Гаврилов дышал так… что аж на душе кошки скребли. Я понимал, что и меня может ждать такое будущее. Дыхание мужика было слышно на расстоянии. Он свистел, булькал, кашлял с очень неприятным звуком.
– Ты как? – спросил у него молодой санитар. – Легче не становится?
Гаврилов лишь помотал головой.
– Помрёт, – донёсся до меня голос одноглазого. – Я бы не тратил на него бинты.
Санитар только было хотел что‑то возразить Рыжему, но быстро прикрыл рот. Он и сам понимал, что этот боец не выкарабкается.
Прохор сидел рядом, привалившись к стене, придерживал бок. Ему повезло больше всех – если такое вообще можно назвать везением.

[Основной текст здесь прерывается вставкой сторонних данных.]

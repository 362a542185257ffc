//! SimpleSSLv0 secure channel.
//!
//! Finite-field Diffie-Hellman over a line-based handshake, a SHA-256 derived
//! 128-bit session key, and length-prefixed AES-128-GCM records with one
//! 96-bit counter nonce sequence per direction.

pub mod client;
pub mod error;
pub mod gcm;
pub mod handshake;
pub mod keys;
pub mod nonce;
pub mod params;
pub mod record;
pub mod session;

pub use client::{Client, ClientOptions};
pub use error::{ChannelError, Result};
pub use handshake::BannerPolicy;
pub use keys::{
    KeyPair, SessionKey, SharedSecret, compute_shared_secret, derive_session_key,
    encode_fixed_width, generate_keypair,
};
pub use nonce::{Nonce96, NonceState};
pub use params::FieldParameters;
pub use record::{RecordCodec, RecordReader, RecordWriter, RelayOutcome};
pub use session::{Session, SessionOptions, SessionState, SessionSummary};
// ============================================================================
// Implementation
// ============================================================================

impl SimpleSslConfig {
    /// Load configuration from config file with env var overrides
    pub fn load() -> Result<Self> {
        let mut config = match Self::find_config_file() {
            Some(path) => {
                log::info!("Loading config from: {}", path.display());
                Self::parse_file(&path)?
            }
            None => {
                log::info!("No config file found, using defaults and environment variables");
                Self::default()
            }
        };

        config.apply_env_overrides();
        Ok(config)
    }

    /// Load configuration from a specific file path
    pub fn load_from(path: &Path) -> Result<Self> {
        log::info!("Loading config from: {}", path.display());
        let mut config = Self::parse_file(path)?;
        config.apply_env_overrides();
        Ok(config)
    }

    fn parse_file(path: &Path) -> Result<Self> {
        let contents = fs::read_to_string(path)
            .with_context(|| format!("Failed to read config file: {}", path.display()))?;
        toml::from_str(&contents)
            .with_context(|| format!("Failed to parse config file: {}", path.display()))
    }

    /// Find the config file path
    fn find_config_file() -> Option<PathBuf> {
        // 1. Check SIMPLESSL_CONFIG env var
        if let Ok(path) = env::var(CONFIG_PATH_VAR) {
            let path = PathBuf::from(path);
            if path.exists() {
                return Some(path);
            }
            log::warn!("{CONFIG_PATH_VAR} points at {}, which does not exist", path.display());
        }

        // 2. Check ./config.toml (current directory)
        let local_path = PathBuf::from(CONFIG_FILE_NAME);
        if local_path.exists() {
            return Some(local_path);
        }

        // 3. Check ~/.simplessl/config.toml
        Self::default_config_path().filter(|p| p.exists())
    }

    /// Apply overrides from the process environment
    pub fn apply_env_overrides(&mut self) {
        self.apply_overrides(|key| env::var(key).ok());
    }

    /// Apply overrides from any variable source
    pub fn apply_overrides(&mut self, vars: impl Fn(&str) -> Option<String>) {
        // Server
        env_parse(&vars, "SIMPLESSL_TRANSPORT", &mut self.server.transport);
        env_string(&vars, "SIMPLESSL_LISTEN", &mut self.server.listen);
        env_parse_option(&vars, "SIMPLESSL_READ_TIMEOUT_SECS", &mut self.server.read_timeout_secs);

        // Record
        env_parse(&vars, "SIMPLESSL_CHUNK_SIZE", &mut self.record.chunk_size);
        env_parse(&vars, "SIMPLESSL_MAX_RECORD_LEN", &mut self.record.max_record_len);

        // Handshake
        env_option_string(&vars, "SIMPLESSL_EXPECTED_BANNER", &mut self.handshake.expected_banner);

        // Client
        env_string(&vars, "SIMPLESSL_SERVER", &mut self.client.server);
        env_string(&vars, "SIMPLESSL_BANNER", &mut self.client.banner);
    }

    /// Reject settings the record layer cannot work with
    pub fn validate(&self) -> Result<()> {
        if self.record.chunk_size == 0 {
            bail!("record.chunk_size must be at least 1");
        }
        if (self.record.max_record_len as usize) < TAG_LEN {
            bail!(
                "record.max_record_len must be at least {TAG_LEN} (got {})",
                self.record.max_record_len
            );
        }
        if self.client.banner.contains('\n') {
            bail!("client.banner must be a single line");
        }
        Ok(())
    }

    pub fn read_timeout(&self) -> Option<Duration> {
        self.server
            .read_timeout_secs
            .filter(|secs| *secs > 0)
            .map(Duration::from_secs)
    }

    /// Options for the responder's session loop
    pub fn session_options(&self) -> SessionOptions {
        let banner = match &self.handshake.expected_banner {
            Some(expected) => BannerPolicy::Require(expected.clone()),
            None => BannerPolicy::Permissive,
        };
        SessionOptions {
            banner,
            chunk_size: self.record.chunk_size,
            max_record_len: self.record.max_record_len,
        }
    }

    pub fn client_options(&self) -> ClientOptions {
        ClientOptions {
            banner: self.client.banner.clone(),
            chunk_size: self.record.chunk_size,
            max_record_len: self.record.max_record_len,
        }
    }

    /// Get the default config file path
    pub fn default_config_path() -> Option<PathBuf> {
        dirs::home_dir().map(|h| h.join(CONFIG_DIR_NAME).join(CONFIG_FILE_NAME))
    }

    /// Generate a sample config file
    pub fn generate_sample() -> String {
        let mut sample = Self::default();
        sample.server.read_timeout_secs = Some(30);
        sample.handshake.expected_banner = Some(BANNER.into());
        toml::to_string_pretty(&sample).unwrap_or_default()
    }
}
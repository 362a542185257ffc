use std::io::{BufRead, Write};

use log::debug;
use rand_core::{OsRng, TryRngCore};
use zeroize::Zeroizing;

use crate::error::{ChannelError, Result};
use crate::handshake::{self, BANNER};
use crate::keys::{KeyPair, derive_session_key};
use crate::nonce::NonceState;
use crate::params::FieldParameters;
use crate::record::{
    DEFAULT_CHUNK_SIZE, DEFAULT_MAX_RECORD_LEN, RecordCodec, RecordHeader, RecordReader,
    RecordWriter,
};

#[derive(Debug, Clone)]
pub struct ClientOptions {
    pub banner: String,
    pub chunk_size: usize,
    pub max_record_len: u32,
}

impl Default for ClientOptions {
    fn default() -> Self {
        Self {
            banner: BANNER.into(),
            chunk_size: DEFAULT_CHUNK_SIZE,
            max_record_len: DEFAULT_MAX_RECORD_LEN,
        }
    }
}

/// Initiator side of a session: sends records and reads back the echoes.
pub struct Client<R, W> {
    reader: R,
    writer: W,
    codec: RecordCodec,
    max_record_len: u32,
}

impl<R: BufRead, W: Write> Client<R, W> {
    /// Performs the handshake with a fresh ephemeral keypair.
    pub fn connect(
        params: &FieldParameters,
        reader: R,
        writer: W,
        options: &ClientOptions,
    ) -> Result<Self> {
        let mut rng = OsRng.unwrap_err();
        let keypair = KeyPair::generate(params, &mut rng);
        Self::connect_with_keypair(params, keypair, reader, writer, options)
    }

    pub fn connect_with_keypair(
        params: &FieldParameters,
        keypair: KeyPair,
        mut reader: R,
        mut writer: W,
        options: &ClientOptions,
    ) -> Result<Self> {
        handshake::write_client_hello(&mut writer, &options.banner, keypair.public())?;
        let server_public = handshake::read_server_hello(&mut reader)?;

        let key = {
            let secret = keypair.shared_secret(params, &server_public);
            derive_session_key(&secret, params)?
        };
        debug!(
            "connected to server {}",
            handshake::fingerprint(&server_public)
        );

        Ok(Self {
            reader,
            writer,
            codec: RecordCodec::new(key, NonceState::initiator(), options.chunk_size),
            max_record_len: options.max_record_len,
        })
    }

    pub fn send(&mut self, plaintext: &[u8]) -> Result<()> {
        self.codec
            .seal(&mut RecordWriter::new(&mut self.writer), plaintext)
    }

    /// Next record from the server, or `None` once it echoes the terminator.
    pub fn receive(&mut self) -> Result<Option<Zeroizing<Vec<u8>>>> {
        let mut reader = RecordReader::new(&mut self.reader, self.max_record_len);
        match reader.read_header()? {
            RecordHeader::Terminator => Ok(None),
            RecordHeader::Data { ciphertext_len } => {
                self.codec.open(&mut reader, ciphertext_len).map(Some)
            }
        }
    }

    /// Sends one record and waits for its echo.
    pub fn echo(&mut self, plaintext: &[u8]) -> Result<Zeroizing<Vec<u8>>> {
        self.send(plaintext)?;
        self.receive()?.ok_or_else(|| {
            ChannelError::ProtocolViolation("server terminated instead of echoing".into())
        })
    }

    /// Sends the terminator and waits for the server to echo it.
    pub fn close(mut self) -> Result<()> {
        RecordWriter::new(&mut self.writer).write_terminator()?;
        match self.receive()? {
            None => Ok(()),
            Some(_) => Err(ChannelError::ProtocolViolation(
                "server sent a record instead of the terminator".into(),
            )),
        }
    }
}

Тарасов расположился чуть поодаль, спиной к стене, положив на колени ТТ. Он перебирал патроны, потом поднял голову:
– Мои двое ещё одного марша по темноте не переживут, – сказал он глухо. – Если уходим – уходим один раз и до конца. Без возвратов. Я своих второй раз бросать не стану.
– Не бросим, – ответил я.
Самым хреновым в этом затишье было то, что мы держались на честном слове. Я понимал, ещё чуть‑чуть, и кто‑нибудь сорвётся. Сил – просто нет и не будет. Единственное, что не давало окончательно скиснуть, – это мысли о Сидорове.
Он должен увести немцев по ложному следу. Он должен вернуться, и мы двинемся дальше. А если не вернётся – я сам приму это решение. И оно будет моим, ничьим больше.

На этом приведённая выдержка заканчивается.